The Pacific Northwest Logging Community, 1920 – 1998

Debra Sutphen, Center for Columbia River History

INTRODUCTION

This project pursued the forgotten histories of the mothers, wives, sisters, and daughters of Pacific Northwest loggers from 1920 to 1997, primarily through oral history interviews.

A dangerous, labor-intensive, and male-dominated occupation, logging was, until very recently, central to the Pacific Northwest’s extractive-based economy and to what historian Carlos Schwantes, in his introduction to The Pacific Northwest, An Interpretive History, has criticized as a regional history limited by its preoccupation with heroic men engaged in heroic battles to tame or subdue nature. Consistent with Schwantes’ characterization of Pacific Northwest historiography, most studies about logging focus on the logistics and lore of the logger and his occupation.  Few scholars have turned their attention to the experiences of women affiliated with loggers through kinship and marriage.  This project explores womens’ roles as key participants in the development and maintenance of the logging community and culture that has, in many ways, helped define Pacific Northwest history.

Logging women, as did their men, sustained and strengthened a distinctive work community bound by a shared occupational identity.  This “occupational community,” a concept familiar to both sociologists and anthropologists, may be defined by four common values.  According to sociologist Matthew Carroll, those who consider themselves part of this community:

  • are engaged in the same sort of work;
  • draw their identity from the work;
  • share a set of values, norms, and perspectives that apply to but extend beyond work related matters;
  • develop and sustain social relationships that meld work and leisure.

The women and men of logging also fit an additional value articulated by sociologist Graeme Salamon in that they were, “to some extent, separate from the rest of society.”

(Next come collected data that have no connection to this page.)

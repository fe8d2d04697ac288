//! Progress-callback trait for batch and per-submission events.
//!
//! Pass an [`Arc<dyn PipelineProgressCallback>`] to
//! [`crate::orchestrator::Pipeline::with_progress`] to be told when each
//! submission starts and how it ended. The CLI drives an `indicatif` bar
//! from these events; a server could forward them to a channel instead.
//!
//! # Example
//!
//! ```rust
//! use edgequake_cvflow::{PipelineProgressCallback, SubmissionOutcome};
//! use std::sync::atomic::{AtomicUsize, Ordering};
//!
//! struct CountingCallback {
//!     failed: AtomicUsize,
//! }
//!
//! impl PipelineProgressCallback for CountingCallback {
//!     fn on_submission_complete(&self, index: usize, total: usize, outcome: &SubmissionOutcome) {
//!         if outcome.error.is_some() {
//!             self.failed.fetch_add(1, Ordering::SeqCst);
//!         }
//!         eprintln!("{}/{}: {:?}", index, total, outcome.state);
//!     }
//! }
//! ```

use crate::output::{BatchStats, SubmissionOutcome};
use std::sync::Arc;

/// Called by the pipeline as a batch progresses.
///
/// All methods default to no-ops so callers only override what they need.
/// Submissions run one at a time, so calls never overlap within a batch.
pub trait PipelineProgressCallback: Send + Sync {
    /// Called once before the first submission.
    fn on_batch_start(&self, total: usize) {
        let _ = total;
    }

    /// Called before a submission is checked against the ledger.
    ///
    /// `index` is 1-based.
    fn on_submission_start(&self, index: usize, total: usize, candidate_name: &str) {
        let _ = (index, total, candidate_name);
    }

    /// Called when a submission reaches a terminal state.
    fn on_submission_complete(&self, index: usize, total: usize, outcome: &SubmissionOutcome) {
        let _ = (index, total, outcome);
    }

    /// Called once after the last submission ran (or the batch was stopped).
    fn on_batch_complete(&self, stats: &BatchStats) {
        let _ = stats;
    }
}

/// A no-op implementation, used when no callback is configured.
pub struct NoopProgressCallback;

impl PipelineProgressCallback for NoopProgressCallback {}

pub type ProgressCallback = Arc<dyn PipelineProgressCallback>;

#[cfg(test)]
mod tests {
    use super::*;
    use crate::output::SubmissionState;
    use std::sync::atomic::{AtomicUsize, Ordering};

    #[derive(Default)]
    struct TrackingCallback {
        starts: AtomicUsize,
        completes: AtomicUsize,
        failures: AtomicUsize,
        batch_total: AtomicUsize,
    }

    impl PipelineProgressCallback for TrackingCallback {
        fn on_batch_start(&self, total: usize) {
            self.batch_total.store(total, Ordering::SeqCst);
        }

        fn on_submission_start(&self, _index: usize, _total: usize, _name: &str) {
            self.starts.fetch_add(1, Ordering::SeqCst);
        }

        fn on_submission_complete(&self, _index: usize, _total: usize, outcome: &SubmissionOutcome) {
            self.completes.fetch_add(1, Ordering::SeqCst);
            if outcome.state == SubmissionState::Failed {
                self.failures.fetch_add(1, Ordering::SeqCst);
            }
        }
    }

    #[test]
    fn noop_callback_does_not_panic() {
        let cb = NoopProgressCallback;
        cb.on_batch_start(2);
        cb.on_submission_start(1, 2, "Jane");
        cb.on_submission_complete(1, 2, &SubmissionOutcome::new("t", "Jane"));
        cb.on_batch_complete(&BatchStats::default());
    }

    #[test]
    fn tracking_callback_receives_events() {
        let tracker = TrackingCallback::default();
        tracker.on_batch_start(2);

        let mut ok = SubmissionOutcome::new("a", "A");
        ok.enter(SubmissionState::Recorded);
        let mut bad = SubmissionOutcome::new("b", "B");
        bad.enter(SubmissionState::Failed);

        tracker.on_submission_start(1, 2, "A");
        tracker.on_submission_complete(1, 2, &ok);
        tracker.on_submission_start(2, 2, "B");
        tracker.on_submission_complete(2, 2, &bad);

        assert_eq!(tracker.batch_total.load(Ordering::SeqCst), 2);
        assert_eq!(tracker.starts.load(Ordering::SeqCst), 2);
        assert_eq!(tracker.completes.load(Ordering::SeqCst), 2);
        assert_eq!(tracker.failures.load(Ordering::SeqCst), 1);
    }

    #[test]
    fn arc_dyn_callback_works() {
        let cb: ProgressCallback = Arc::new(NoopProgressCallback);
        cb.on_batch_start(10);
    }
}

Though logging women rarely became paid loggers, their identification with logging men and with the natural environment resonated in the daily work that they did as an integral part of that occupational community and in the emotional and intellectual ties to logging that they created or inherited through their affiliation with logging men.  They then relayed what they absorbed to family members and friends.  These ties were often as important to their sense of self and the lives that they led as were the various occupational conduits that linked their men to the woods.  The women of logging proved the primary forces in developing and nurturing strong kinship and friendship ties that became essential to their daily lives and sometimes to them and their family’s economic and spiritual survival, especially when timber jobs required loggers to range far from home, leaving women as the sole emotional and/or parental household heads.  Additionally, logging women typically labored at home at jobs that encouraged and allowed the male logger to work outside the home. These women often became essential and sometimes primary economic supports for their families when shifting markets, seasonal conditions, or injuries forced their men from work in the woods temporarily or permanently.

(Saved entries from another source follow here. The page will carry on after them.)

//! Result types returned by the pipeline.
//!
//! Everything here is `Serialize` so the CLI's `--json` mode can dump a
//! batch report without a parallel set of DTOs.

use crate::error::SubmissionError;
use crate::pipeline::extract::ExtractionMode;
use crate::pipeline::redact::RedactionSummary;
use crate::profile::Category;
use serde::{Deserialize, Serialize};

/// Lifecycle of one submission.
#[derive(Debug, Clone, Copy, PartialEq, Eq, Serialize, Deserialize)]
#[serde(rename_all = "snake_case")]
pub enum SubmissionState {
    Fetched,
    TextExtracted,
    Analyzed,
    Rendered,
    Delivered,
    Recorded,
    /// The token was already in the ledger.
    Skipped,
    Failed,
}

impl SubmissionState {
    pub fn is_terminal(self) -> bool {
        matches!(
            self,
            SubmissionState::Recorded | SubmissionState::Skipped | SubmissionState::Failed
        )
    }
}

/// How one category write ended.
#[derive(Debug, Clone, PartialEq, Eq, Serialize, Deserialize)]
#[serde(tag = "status", rename_all = "snake_case")]
pub enum DeliveryStatus {
    Uploaded,
    /// A same-named file was already filed there.
    AlreadyPresent,
    Failed { error: String },
}

impl DeliveryStatus {
    /// The category holds the artifact after this write.
    pub fn holds_artifact(&self) -> bool {
        !matches!(self, DeliveryStatus::Failed { .. })
    }
}

#[derive(Debug, Clone, PartialEq, Eq, Serialize, Deserialize)]
pub struct CategoryDelivery {
    pub category: Category,
    pub file_name: String,
    #[serde(flatten)]
    pub status: DeliveryStatus,
}

/// Everything known about one processed submission.
#[derive(Debug, Clone, Serialize, Deserialize)]
pub struct SubmissionOutcome {
    pub token: String,
    pub candidate_name: String,
    /// Final state.
    pub state: SubmissionState,
    /// Every state entered, in order.
    pub transitions: Vec<SubmissionState>,
    pub fetch_attempts: u32,
    pub extraction_mode: Option<ExtractionMode>,
    pub output_file: Option<String>,
    pub deliveries: Vec<CategoryDelivery>,
    pub input_tokens: usize,
    pub output_tokens: usize,
    pub error: Option<SubmissionError>,
    pub duration_ms: u64,
}

impl SubmissionOutcome {
    pub fn new(token: impl Into<String>, candidate_name: impl Into<String>) -> Self {
        Self {
            token: token.into(),
            candidate_name: candidate_name.into(),
            state: SubmissionState::Fetched,
            transitions: Vec::new(),
            fetch_attempts: 0,
            extraction_mode: None,
            output_file: None,
            deliveries: Vec::new(),
            input_tokens: 0,
            output_tokens: 0,
            error: None,
            duration_ms: 0,
        }
    }

    pub fn enter(&mut self, state: SubmissionState) {
        self.state = state;
        self.transitions.push(state);
    }

    pub fn fail(&mut self, error: SubmissionError) {
        self.error = Some(error);
        self.enter(SubmissionState::Failed);
    }

    pub fn is_success(&self) -> bool {
        self.state == SubmissionState::Recorded
    }
}

/// Aggregate counters for a batch.
#[derive(Debug, Clone, Default, PartialEq, Eq, Serialize, Deserialize)]
pub struct BatchStats {
    pub total: usize,
    pub recorded: usize,
    pub skipped: usize,
    pub failed: usize,
    /// Submissions never started because the batch was stopped.
    pub cancelled: usize,
    pub total_input_tokens: u64,
    pub total_output_tokens: u64,
    pub total_duration_ms: u64,
}

#[derive(Debug, Clone, Default, Serialize, Deserialize)]
pub struct BatchReport {
    pub outcomes: Vec<SubmissionOutcome>,
    pub stats: BatchStats,
}

impl BatchReport {
    pub fn from_outcomes(outcomes: Vec<SubmissionOutcome>, total: usize) -> Self {
        let mut stats = BatchStats {
            total,
            ..Default::default()
        };
        for o in &outcomes {
            match o.state {
                SubmissionState::Recorded => stats.recorded += 1,
                SubmissionState::Skipped => stats.skipped += 1,
                _ => stats.failed += 1,
            }
            stats.total_input_tokens += o.input_tokens as u64;
            stats.total_output_tokens += o.output_tokens as u64;
            stats.total_duration_ms += o.duration_ms;
        }
        stats.cancelled = total.saturating_sub(outcomes.len());
        Self { outcomes, stats }
    }
}

/// Result of the redaction-only variant.
#[derive(Debug, Clone, Serialize, Deserialize)]
pub struct RedactionOutcome {
    pub token: String,
    pub file_name: String,
    #[serde(skip)]
    pub bytes: Vec<u8>,
    pub summary: RedactionSummary,
    /// The token was already in the ledger before this run.
    pub already_processed: bool,
}

#[cfg(test)]
mod tests {
    use super::*;

    #[test]
    fn stats_count_each_terminal_state() {
        let mut recorded = SubmissionOutcome::new("a", "A");
        recorded.enter(SubmissionState::Recorded);
        recorded.input_tokens = 10;
        let mut skipped = SubmissionOutcome::new("b", "B");
        skipped.enter(SubmissionState::Skipped);
        let mut failed = SubmissionOutcome::new("c", "C");
        failed.fail(SubmissionError::Timeout { secs: 1 });

        let report = BatchReport::from_outcomes(vec![recorded, skipped, failed], 5);
        assert_eq!(report.stats.recorded, 1);
        assert_eq!(report.stats.skipped, 1);
        assert_eq!(report.stats.failed, 1);
        assert_eq!(report.stats.cancelled, 2);
        assert_eq!(report.stats.total_input_tokens, 10);
    }

    #[test]
    fn delivery_serialises_flat() {
        let d = CategoryDelivery {
            category: Category::IT,
            file_name: "X_Standard.pdf".into(),
            status: DeliveryStatus::Failed { error: "boom".into() },
        };
        let json = serde_json::to_value(&d).unwrap();
        assert_eq!(json["status"], "failed");
        assert_eq!(json["error"], "boom");
        assert!(!d.status.holds_artifact());
    }

    #[test]
    fn fail_records_transition() {
        let mut o = SubmissionOutcome::new("t", "N");
        o.enter(SubmissionState::Fetched);
        o.fail(SubmissionError::Internal("x".into()));
        assert_eq!(o.transitions, vec![SubmissionState::Fetched, SubmissionState::Failed]);
        assert!(o.state.is_terminal());
        assert!(!o.is_success());
    }
}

In short, logging women were in no sense on the periphery of Pacific Northwest logging — mere observers of logging activity and its distinctive culture and therefore of minor significance to the history of logging.  Though their lives were most often gender-defined and consequently restricted by the logging occupation with which they were affiliated, women were, nevertheless, integral to the form and function of the post-1920 Pacific Northwest logging community and culture.  This project should help to dismantle the erroneous but enduring notion of Pacific Northwest logging as a male bastion, an occupation defined primarily by the heroic struggle between man and nature.  For most of the timber women interviewed in this project, logging meant daily struggles to maintain homes, raise children, and develop and nurture family life as well as a sense of self under routinely challenging and sometimes very difficult economic and emotional conditions.  Their stories are compelling, and invite readers to pursue a richer understanding of one of the Pacific Northwest’s most significant economic institutions.